Credit for honesty goes to TV writer/producer Leaf, who opens by urging, “If you are not a Kiss fan, put this book down.” That sums up the flavor and purpose of this collaboration. In 1979, Leaf interviewed the four original Kiss members (Ace Frehley, Paul Stanley, Gene Simmons, and Peter Criss) for a never-issued authorized biography focused on the group’s rapid rise from cult band to touring phenomenon. This forms the first section, followed by the contributions of music journalist and Kiss admirer Sharp, who urged Leaf to revive the old manuscript. He begins with a 30-page essay covering the “non-makeup years” following the original band’s breakup, then presents what he terms an “oral history” of Kiss. These interviews provide the heart of this hagiography, discussing nearly every song the band ever recorded and other minutiae—details of tours, merchandising, comic books, behind-the-scenes mishaps—of interest mainly to diehards. Leaf’s workmanlike bio certainly captures the spirit of the brief moment when Kiss was on top, although the sunny, managed tone of the band’s comments to him contrast with Sharp’s account of their commercial decline and infighting. The later interviews are more revealing, although much of the subject matter was covered in Simmons’s acerbic memoir. Since Kiss and Make-Up (2001) devoted much space to slagging recalcitrant members Frehley and Criss, it seems fair that they have their say here; they come across as spacey and vain, but not mean-spirited like Simmons.

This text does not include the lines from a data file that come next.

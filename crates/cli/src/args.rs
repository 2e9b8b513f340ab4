//! Command-line arguments.

use std::path::PathBuf;

use chrono::NaiveDate;
use clap::{Parser, Subcommand};

use crate::logging::LogFormat;

#[derive(Parser, Debug)]
#[command(name = "valuator")]
#[command(about = "Estimate product value and recommend whether to build it", long_about = None)]
#[command(version)]
pub struct Cli {
    /// Settings file with an [engine] table
    #[arg(long, global = true, env = "VALUATOR_CONFIG")]
    pub config: Option<PathBuf>,

    /// Log output format (logs go to stderr)
    #[arg(long, global = true, value_enum, default_value = "text")]
    pub log_format: LogFormat,

    #[command(subcommand)]
    pub command: Command,
}

#[derive(Subcommand, Debug)]
pub enum Command {
    /// Derive every valuation metric for one product
    Value {
        /// Valuation request JSON file, or `-` for stdin
        #[arg(short, long)]
        input: PathBuf,

        /// Print a history snapshot instead of the bare metrics
        #[arg(long, requires = "product_id")]
        snapshot: bool,

        /// Product the snapshot belongs to
        #[arg(long)]
        product_id: Option<u64>,

        /// Valuation date recorded on the snapshot (defaults to today)
        #[arg(long)]
        date: Option<NaiveDate>,
    },

    /// Cost a product build and recommend an action
    Cost {
        /// Cost plan JSON file, or `-` for stdin
        #[arg(short, long)]
        input: PathBuf,
    },

    /// Rank products by their high final value
    Portfolio {
        /// Portfolio entries JSON file, or `-` for stdin
        #[arg(short, long)]
        input: PathBuf,
    },
}
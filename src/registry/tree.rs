//! Recursive registry subtree deletion
//!
//! The registry refuses to delete a key that still has subkeys, so a subtree is
//! removed depth-first, post-order: every child subtree goes first, then the
//! now-childless key itself.
//!
//! Failure policy:
//! - the key named by the caller must exist, otherwise `NotFound` is returned
//! - a child that disappears between enumeration and deletion counts as deleted
//! - a key that gains a child while it is being emptied (another writer) is
//!   walked again, up to `MAX_DELETE_ATTEMPTS` times
//! - any other failure (e.g. permission denied) aborts the walk; keys already
//!   removed stay removed

use crate::error::{AssocError, Result};
use crate::registry::{RegistryBackend, join_path};
use std::io;
use tracing::debug;

/// Number of times a key is emptied and deleted before a concurrent writer wins
const MAX_DELETE_ATTEMPTS: usize = 3;

/// Recursively delete `sub_key` below `parent`, including all subkeys and values.
///
/// `parent` may be a predefined root or any open key. Errors name the key path
/// relative to `parent`.
pub fn delete_tree<B: RegistryBackend>(backend: &B, parent: &B::Key, sub_key: &str) -> Result<()> {
    match delete_node(backend, parent, sub_key, sub_key)? {
        Removal::Removed => Ok(()),
        Removal::AlreadyGone => Err(AssocError::NotFound(sub_key.to_string())),
    }
}

/// Outcome of deleting one node
enum Removal {
    Removed,
    AlreadyGone,
}

fn delete_node<B: RegistryBackend>(
    backend: &B,
    parent: &B::Key,
    sub_key: &str,
    label: &str,
) -> Result<Removal> {
    let mut attempt = 1;
    loop {
        {
            let node = match backend.open_subkey(parent, sub_key) {
                Ok(node) => node,
                Err(e) if e.kind() == io::ErrorKind::NotFound => return Ok(Removal::AlreadyGone),
                Err(e) => return Err(AssocError::from_registry(e, label)),
            };
            let children = backend
                .subkey_names(&node)
                .map_err(|e| AssocError::from_registry(e, label))?;
            for child in children {
                let child_label = join_path(label, &child);
                if let Removal::AlreadyGone = delete_node(backend, &node, &child, &child_label)? {
                    debug!("`{}` vanished before it could be removed", child_label);
                }
            }
        }

        match backend.delete_subkey(parent, sub_key) {
            Ok(()) => {
                debug!("Removed `{}`", label);
                return Ok(Removal::Removed);
            }
            Err(e) if e.kind() == io::ErrorKind::NotFound => return Ok(Removal::AlreadyGone),
            Err(e) if e.kind() == io::ErrorKind::DirectoryNotEmpty && attempt < MAX_DELETE_ATTEMPTS => {
                debug!(
                    "`{}` gained subkeys while being emptied (attempt {}/{}), walking it again",
                    label, attempt, MAX_DELETE_ATTEMPTS
                );
                attempt += 1;
            }
            Err(e) => return Err(AssocError::from_registry(e, label)),
        }
    }
}

#[cfg(test)]
mod tests {
    use super::*;
    use crate::registry::{MemoryRegistry, Root};
    use crate::test_utils::seed_tree;

    #[test]
    fn test_delete_single_key() {
        let registry = MemoryRegistry::new();
        seed_tree(&registry, Root::AllUsers, "Leaf", 0, 0);
        let root = registry.predef(Root::AllUsers);

        delete_tree(&registry, &root, "Leaf").unwrap();
        assert!(!registry.contains_key(Root::AllUsers, "Leaf"));
    }

    #[test]
    fn test_delete_nested_tree_keeps_parent() {
        let registry = MemoryRegistry::new();
        let created = seed_tree(&registry, Root::CurrentUser, "Software\\Classes\\Deep", 3, 3);
        assert_eq!(created, 3 + 9 + 27);
        seed_tree(&registry, Root::CurrentUser, "Software\\Classes\\Sibling", 1, 2);
        assert_eq!(
            registry.descendant_count(Root::CurrentUser, "Software\\Classes\\Deep"),
            Some(3 + 9 + 27)
        );

        let root = registry.predef(Root::CurrentUser);
        delete_tree(&registry, &root, "Software\\Classes\\Deep").unwrap();

        assert!(!registry.contains_key(Root::CurrentUser, "Software\\Classes\\Deep"));
        assert!(registry.contains_key(Root::CurrentUser, "Software\\Classes"));
        assert_eq!(
            registry.descendant_count(Root::CurrentUser, "Software\\Classes\\Sibling"),
            Some(2)
        );
    }

    #[test]
    fn test_delete_below_open_key() {
        let registry = MemoryRegistry::new();
        seed_tree(&registry, Root::AllUsers, "MyApp.Document\\shell", 2, 2);
        let root = registry.predef(Root::AllUsers);
        let class_key = registry.open_subkey(&root, "MyApp.Document").unwrap();

        delete_tree(&registry, &class_key, "shell").unwrap();
        assert!(registry.contains_key(Root::AllUsers, "MyApp.Document"));
        assert!(!registry.contains_key(Root::AllUsers, "MyApp.Document\\shell"));
    }

    #[test]
    fn test_missing_key_is_not_found() {
        let registry = MemoryRegistry::new();
        let root = registry.predef(Root::CurrentUser);
        let err = delete_tree(&registry, &root, "Software\\Classes\\Nope").unwrap_err();
        assert!(matches!(err, AssocError::NotFound(path) if path == "Software\\Classes\\Nope"));
    }

    #[test]
    fn test_permission_failure_aborts_walk() {
        let registry = MemoryRegistry::new();
        seed_tree(&registry, Root::AllUsers, "Guarded", 1, 3);
        registry.deny_delete(Root::AllUsers, "Guarded\\child1");
        let root = registry.predef(Root::AllUsers);

        let err = delete_tree(&registry, &root, "Guarded").unwrap_err();
        match err {
            AssocError::Platform { path, source } => {
                assert_eq!(path, "Guarded\\child1");
                assert_eq!(source.kind(), io::ErrorKind::PermissionDenied);
            }
            other => panic!("expected Platform error, got {other:?}"),
        }
        // child0 was already gone, child2 was never reached
        assert!(!registry.contains_key(Root::AllUsers, "Guarded\\child0"));
        assert!(registry.contains_key(Root::AllUsers, "Guarded\\child1"));
        assert!(registry.contains_key(Root::AllUsers, "Guarded\\child2"));
    }

    #[test]
    fn test_concurrently_added_child_is_removed_too() {
        let registry = MemoryRegistry::new();
        seed_tree(&registry, Root::AllUsers, "Busy", 1, 1);
        registry.add_child_on_delete(Root::AllUsers, "Busy", "LateArrival");
        let root = registry.predef(Root::AllUsers);

        delete_tree(&registry, &root, "Busy").unwrap();
        assert!(!registry.contains_key(Root::AllUsers, "Busy"));
    }

    #[test]
    fn test_handles_released_on_success_and_failure() {
        let registry = MemoryRegistry::new();
        seed_tree(&registry, Root::AllUsers, "Tree", 2, 2);
        registry.deny_delete(Root::AllUsers, "Tree\\child1\\child0");
        {
            let root = registry.predef(Root::AllUsers);
            assert!(delete_tree(&registry, &root, "Tree").is_err());
            assert!(delete_tree(&registry, &root, "Missing").is_err());
        }
        assert_eq!(registry.open_handles(), 0);
    }
}
//! `winreg-helpers` - Windows file type association helpers
//!
//! Creates and removes file classes (`MyApp.Document`) and extension
//! associations (`.foo`) in the Windows registry, deletes registry subtrees,
//! and notifies the shell so Explorer refreshes file icons.
//!
//! Registry access goes through the [`registry::RegistryBackend`] trait: the
//! live registry on Windows ([`registry::WindowsRegistry`]) or an in-memory
//! store ([`registry::MemoryRegistry`]) for tests and non-Windows builds.
//!
//! # Example
//!
//! ```no_run
//! # #[cfg(windows)]
//! # fn example() -> winreg_helpers::Result<()> {
//! use winreg_helpers::{AssociationManager, Root, refresh_icons};
//!
//! let manager = AssociationManager::system();
//! manager.register_fileclass(
//!     "MyApp.Document",
//!     &[("shell\\open\\command", Some(r#""C:\MyApp\myapp.exe" "%1""#))],
//!     Root::CurrentUser,
//!     Some("MyApp document"),
//!     true,
//! )?;
//! manager.register_extension(".foo", "MyApp.Document", &[], Root::CurrentUser, true)?;
//! refresh_icons();
//! # Ok(())
//! # }
//! ```

// Module declarations
pub mod assoc;
pub mod config;
pub mod error;
pub mod registry;
pub mod shell;
pub mod utils;

#[cfg(test)]
mod test_utils;

// Re-export commonly used types
pub use assoc::{AssociationManager, ClassEntry, Details};
pub use error::{AssocError, Result};
pub use registry::{RegistryBackend, Root};
pub use shell::{refresh_icons, refresh_icons_with_timeout};
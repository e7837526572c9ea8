#![expect(
    clippy::unwrap_used,
    reason = "Test utilities use .unwrap() for brevity"
)]

//! Shared test utilities for `winreg-helpers` unit tests.
//!
//! This module is only compiled during testing (`#[cfg(test)]`).

use crate::registry::{MemoryRegistry, RegistryBackend, Root};

/// Create `path` under `root` with a default value, then `breadth` children
/// per key, `depth` levels deep. Returns the number of keys created below `path`.
pub fn seed_tree(registry: &MemoryRegistry, root: Root, path: &str, depth: usize, breadth: usize) -> usize {
    let root_key = registry.predef(root);
    let key = registry.create_subkey(&root_key, path).unwrap();
    registry.set_string(&key, "", "seeded").unwrap();
    registry.set_string(&key, "Depth", &depth.to_string()).unwrap();
    if depth == 0 {
        return 0;
    }
    (0..breadth)
        .map(|i| 1 + seed_tree(registry, root, &format!("{path}\\child{i}"), depth - 1, breadth))
        .sum()
}
impl RegistryBackend for MemoryRegistry {
    type Key = MemoryKey;

    fn predef(&self, root: Root) -> MemoryKey {
        self.handle(root, Vec::new())
    }

    fn open_subkey(&self, parent: &MemoryKey, path: &str) -> io::Result<MemoryKey> {
        let full = Self::resolve(parent, path);
        {
            let state = self.state.lock();
            let lowered = full.join("\\").to_lowercase();
            if state
                .faults
                .denied_opens
                .iter()
                .any(|(root, denied)| *root == parent.root && *denied == lowered)
            {
                return Err(io::Error::new(
                    io::ErrorKind::PermissionDenied,
                    format!("access to {} is denied", full.join("\\")),
                ));
            }
            if state.find(parent.root, &full).is_none() {
                return Err(not_found(parent.root, &full));
            }
        }
        Ok(self.handle(parent.root, full))
    }

    fn create_subkey(&self, parent: &MemoryKey, path: &str) -> io::Result<MemoryKey> {
        {
            let mut state = self.state.lock();
            let mut node = state
                .find_mut(parent.root, &parent.path)
                .ok_or_else(|| not_found(parent.root, &parent.path))?;
            for segment in path_segments(path) {
                node = node
                    .children
                    .entry(segment.to_lowercase())
                    .or_insert_with(|| Node::named(segment));
            }
        }
        Ok(self.handle(parent.root, Self::resolve(parent, path)))
    }

    fn subkey_names(&self, key: &MemoryKey) -> io::Result<Vec<String>> {
        let state = self.state.lock();
        let node = state
            .find(key.root, &key.path)
            .ok_or_else(|| not_found(key.root, &key.path))?;
        Ok(node.children.values().map(|child| child.name.clone()).collect())
    }

    fn delete_subkey(&self, parent: &MemoryKey, path: &str) -> io::Result<()> {
        let full = Self::resolve(parent, path);
        let Some((target, parent_path)) = full.split_last() else {
            return Err(io::Error::new(
                io::ErrorKind::PermissionDenied,
                format!("cannot delete predefined key {}", parent.root.hive_name()),
            ));
        };
        let lowered = full
            .iter()
            .map(|segment| segment.to_lowercase())
            .collect::<Vec<_>>()
            .join("\\");

        let mut state = self.state.lock();
        if state
            .faults
            .denied_deletes
            .iter()
            .any(|(root, denied)| *root == parent.root && *denied == lowered)
        {
            return Err(io::Error::new(
                io::ErrorKind::PermissionDenied,
                format!("access to {} is denied", full.join("\\")),
            ));
        }
        let late_child = state.faults.late_children.remove(&(parent.root, lowered));

        let container = state
            .find_mut(parent.root, parent_path)
            .ok_or_else(|| not_found(parent.root, &full))?;
        let key = target.to_lowercase();
        let node = container
            .children
            .get_mut(&key)
            .ok_or_else(|| not_found(parent.root, &full))?;
        if let Some(child) = late_child {
            node.children
                .insert(child.to_lowercase(), Node::named(&child));
        }
        if !node.children.is_empty() {
            return Err(io::Error::new(
                io::ErrorKind::DirectoryNotEmpty,
                format!("{} still has subkeys", full.join("\\")),
            ));
        }
        container.children.remove(&key);
        Ok(())
    }

    fn get_string(&self, key: &MemoryKey, name: &str) -> io::Result<String> {
        let state = self.state.lock();
        let node = state
            .find(key.root, &key.path)
            .ok_or_else(|| not_found(key.root, &key.path))?;
        match node.value_index(name).map(|index| &node.values[index].1) {
            Some(Value::String(value)) => Ok(value.clone()),
            Some(Value::Dword(data)) => Err(io::Error::new(
                io::ErrorKind::InvalidData,
                format!("value {name:?} on {} is a REG_DWORD ({data:#x}), not a string", key.path()),
            )),
            None => Err(io::Error::new(
                io::ErrorKind::NotFound,
                format!("value {name:?} is not set on {}", key.path()),
            )),
        }
    }

    fn set_string(&self, key: &MemoryKey, name: &str, value: &str) -> io::Result<()> {
        self.set_value(key, name, Value::String(value.to_string()))
    }

    fn value_names(&self, key: &MemoryKey) -> io::Result<Vec<String>> {
        let state = self.state.lock();
        let node = state
            .find(key.root, &key.path)
            .ok_or_else(|| not_found(key.root, &key.path))?;
        Ok(node
            .values
            .iter()
            .filter(|(_, value)| matches!(value, Value::String(_)))
            .map(|(name, _)| name.clone())
            .collect())
    }
}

Surprisingly candid on such topics as the prevalence of payola, sales shenanigans, and chart-fixing in the ’70s music industry, the musicians are vague on the intimate details of their travails in the ’80s and ’90s, before a 1996 reunion in makeup presaged Kiss’s profitable second coming as a metal-nostalgia act.
Informative and detailed, but intended for the Kiss Army, not civilians.